Happy New Year everyone! Here’s a post I did a few weeks back for the Lexington Power Yoga blog. I thought I would share it with you here. I hope you are feeling fulfilled and inspired in this new year. If you’re looking for a great book to help fan your creative flames, please read on for one of my all time favorites.
Last December I hit a rough patch. In the wake of some very tragic events in the news, I became depressed. In addition to that, an undercurrent of dissatisfaction had been lingering in me. This would often show up in the form of sour grapes when I saw what others were doing in their careers.
Every time I logged onto social media I came away feeling awful.
It seemed like ‘everyone’ was doing BIG things. I knew I should feel happy for my friends and colleagues, but mostly I just felt left out.
Luckily, I went in search of healing for a bothersome hamstring issue with a talented acupuncturist and body worker that winter. When she looked at me, she saw that something deeper was wrong. She noticed my low energy and sadness immediately. She asked me what projects I was working on.
She asked me why I wasn’t performing, writing, or creating, pointing out that my face had lit up at the very mention of the subject.
In addition to some excellent acupuncture, body work, and vitamin D, she gave me a reading assignment: The War of Art, by Stephen Pressfield.
Is there a more clichéd descriptor than ‘life-changing?’ Never mind, I don’t care. Frankly there is no better way to describe my experience with this book. If I am lucky, the legacy I hope to leave will be to have written a book that changes lives as this book has done for me. It may have just been the right message at the right time, but I was transformed by this very important piece of work.
I won’t spoil it by trying to recreate the book’s message. It wouldn’t do it justice, and anyway, you could easily read it cover-to-cover in one day. It is concise, riveting and to the point. The author seemed to be personally calling me out on the fact that there was something better, more authentic, more inspiring that I wanted to be doing, and that I wasn’t doing it. The book also showed me that the key to doing it was already inside me.
At an event earlier that December, I’d been prompted to come up with a mantra that would serve me well in the face of challenges. I couldn’t quite articulate it yet but I knew it had something to do with giving myself approval instead of seeking it from others. Soon after reading The War of Art, I happened upon an image created by street artist Eddie Colla.
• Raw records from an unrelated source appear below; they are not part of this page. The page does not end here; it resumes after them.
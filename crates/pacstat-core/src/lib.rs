#![deny(missing_docs)]
#![doc = "Tabular data model and error surface shared by the pacstat merge and gain tooling."]

pub mod cell;
pub mod errors;
pub mod table;

pub use cell::{Cell, NOT_APPLICABLE};
pub use errors::{ErrorInfo, PacError};
pub use table::{union_headers, Record, Table};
The image read:
If you want to achieve greatness, stop asking for permission.
Just like that, I had found my mantra.
One of the things I knew after finishing The War of Art was that being an entrepreneur was important to me, and it was time to stop avoiding it. I saw that a huge boom in the fitness world was happening around barre workouts. I had been teaching this method for 6 years, often trying to explain it to people who had never heard of it. Now this cult favorite in which I had spent thousands of hours was becoming a mainstream trend.
I saw many businesses trying to offer barre, and honestly, they didn’t seem to be doing it very well. Some instructors I spoke to mentioned one-weekend trainings. I couldn’t imagine how anyone could learn in a weekend what it took me hundreds of hours to learn, and to teach to other trainees in my former role as a manager and teacher trainer for a large fitness corporation. I knew there was no reason to stand on the sidelines.
I would create my own barre and yoga business, one that stood not only for excellence but also for humanity, inspiration, and connection.
By the end of January, the seed of Barre & Soul began to sprout. In May, I taught the first Barre & Soul class at Lexington Power Yoga. By August, I was the owner of my own studio (Barre & Soul Studio, formerly B Yoga Center of Melrose), and in October I brought Barre & Soul to Equinox in Boston. I can’t wait to see what is next for this venture!
These days, when I have time to look at social media, I am no longer jealous of the accomplishments of others. My life is not perfect, but I love it. I feel empowered. Being an entrepreneur leaves me feeling self-expressed and fulfilled, and I know this is only the beginning of a long and creative career.
I think for a long time, I had been waiting for some kind of green light to get started. As though I would receive a tap on the shoulder when it was my turn. Thankfully, I realized that this is rarely the way things work. If we want to do something great, we only need to give ourselves permission to start. I’m so happy I did.